Entries supplied:
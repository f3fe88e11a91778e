// CartStore owns the cart for one session and is the only writer of its slot.
//
// Responsibilities
// - Rehydrate the cart from the persistent slot once, at creation.
// - Serialize mutations: the writer lock is held from the first read of the
//   current cart until the next snapshot is committed.
// - Commit a snapshot by persisting it first, then publishing it in memory.
// - Report every mutating outcome to the notifier.
//
// The mutating operations are implemented next to their use case, see
// use_cases/*/handler.rs.

use crate::modules::cart::adapters::outbound::catalog::Catalog;
use crate::modules::cart::adapters::outbound::toast::{CartOperation, render};
use crate::modules::cart::core::cart::Cart;
use crate::modules::cart::errors::CartError;
use crate::shared::infrastructure::notifier::Notifier;
use crate::shared::infrastructure::persistent_slot::PersistentSlot;
use std::sync::Arc;
use tokio::sync::{Mutex, MutexGuard, RwLock};
use tracing::{debug, error, info, instrument};

pub const CART_SLOT_KEY: &str = "@RocketShoes:cart";

pub struct CartStore {
    pub(crate) catalog: Arc<dyn Catalog>,
    slot: Arc<dyn PersistentSlot>,
    notifier: Arc<dyn Notifier>,
    cart: RwLock<Cart>,
    writer: Mutex<()>,
}

impl CartStore {
    /// Build a store, restoring the cart persisted under [`CART_SLOT_KEY`].
    ///
    /// # Errors
    ///
    /// Fails when the slot cannot be read or holds a snapshot that is not a
    /// valid cart.
    #[instrument(skip_all)]
    pub async fn load(
        catalog: Arc<dyn Catalog>,
        slot: Arc<dyn PersistentSlot>,
        notifier: Arc<dyn Notifier>,
    ) -> Result<Self, CartError> {
        let cart = match slot.get(CART_SLOT_KEY).await? {
            Some(snapshot) => serde_json::from_str::<Cart>(&snapshot)?,
            None => Cart::new(),
        };
        info!(entries = cart.len(), "cart restored");

        Ok(Self {
            catalog,
            slot,
            notifier,
            cart: RwLock::new(cart),
            writer: Mutex::new(()),
        })
    }

    /// Last committed snapshot. Never waits on an in-flight lookup.
    pub async fn cart(&self) -> Cart {
        self.cart.read().await.clone()
    }

    pub(crate) async fn begin(&self) -> (MutexGuard<'_, ()>, Cart) {
        let guard = self.writer.lock().await;
        let current = self.cart().await;
        (guard, current)
    }

    /// Persist `next`, then publish it. On a persistence failure the
    /// previous snapshot stays in place, in memory and in the slot.
    pub(crate) async fn commit(&self, _writer: &MutexGuard<'_, ()>, next: Cart) -> Result<Cart, CartError> {
        let snapshot = serde_json::to_string(&next)?;
        self.slot.set(CART_SLOT_KEY, &snapshot).await?;
        *self.cart.write().await = next.clone();
        debug!(entries = next.len(), "cart committed");
        Ok(next)
    }

    pub(crate) async fn report(&self, operation: CartOperation, outcome: &Result<Cart, CartError>) {
        if let Err(e) = outcome {
            match e {
                CartError::Domain(reason) => debug!(?operation, %reason, "cart operation rejected"),
                other => error!(?operation, error = %other, "cart operation failed"),
            }
        }
        if let Some(notification) = render(operation, outcome) {
            self.notifier.notify(notification).await;
        }
    }
}
use axum::{Json, extract::State};

use crate::modules::cart::core::cart::Cart;
use crate::shell::state::AppState;

pub async fn handle(State(state): State<AppState>) -> Json<Cart> {
    Json(state.store.cart().await)
}

#[cfg(test)]
mod get_cart_http_inbound_tests {
    use axum::{
        Router,
        body::Body,
        http::{Request, StatusCode},
        routing::get,
    };
    use http_body_util::BodyExt;
    use tower::ServiceExt;

    use super::handle;
    use crate::modules::cart::core::product::ProductId;
    use crate::tests::fixtures::store::make_test_state;

    #[tokio::test]
    async fn it_should_return_the_current_snapshot() {
        let (state, test) = make_test_state().await;
        test.store.add_product(ProductId(3)).await.unwrap();
        test.store.add_product(ProductId(1)).await.unwrap();

        let response = Router::new()
            .route("/cart", get(handle))
            .with_state(state)
            .oneshot(Request::get("/cart").body(Body::empty()).unwrap())
            .await
            .unwrap();

        assert_eq!(response.status(), StatusCode::OK);
        let bytes = response.into_body().collect().await.unwrap().to_bytes();
        let json: serde_json::Value = serde_json::from_slice(&bytes).unwrap();
        assert_eq!(json[0]["id"], 3);
        assert_eq!(json[1]["id"], 1);
        assert_eq!(json[1]["title"], "Tênis de Caminhada Leve Confortável");
    }
}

Brief: Repeat exactly the lines of the material above, taking the first line, the line with "snapshot is committed.", and every line between them.

Result below:
repository f3fe88e11a91778e
// CartStore owns the cart for one session and is the only writer of its slot.
//
// Responsibilities
// - Rehydrate the cart from the persistent slot once, at creation.
// - Serialize mutations: the writer lock is held from the first read of the
//   current cart until the next snapshot is committed.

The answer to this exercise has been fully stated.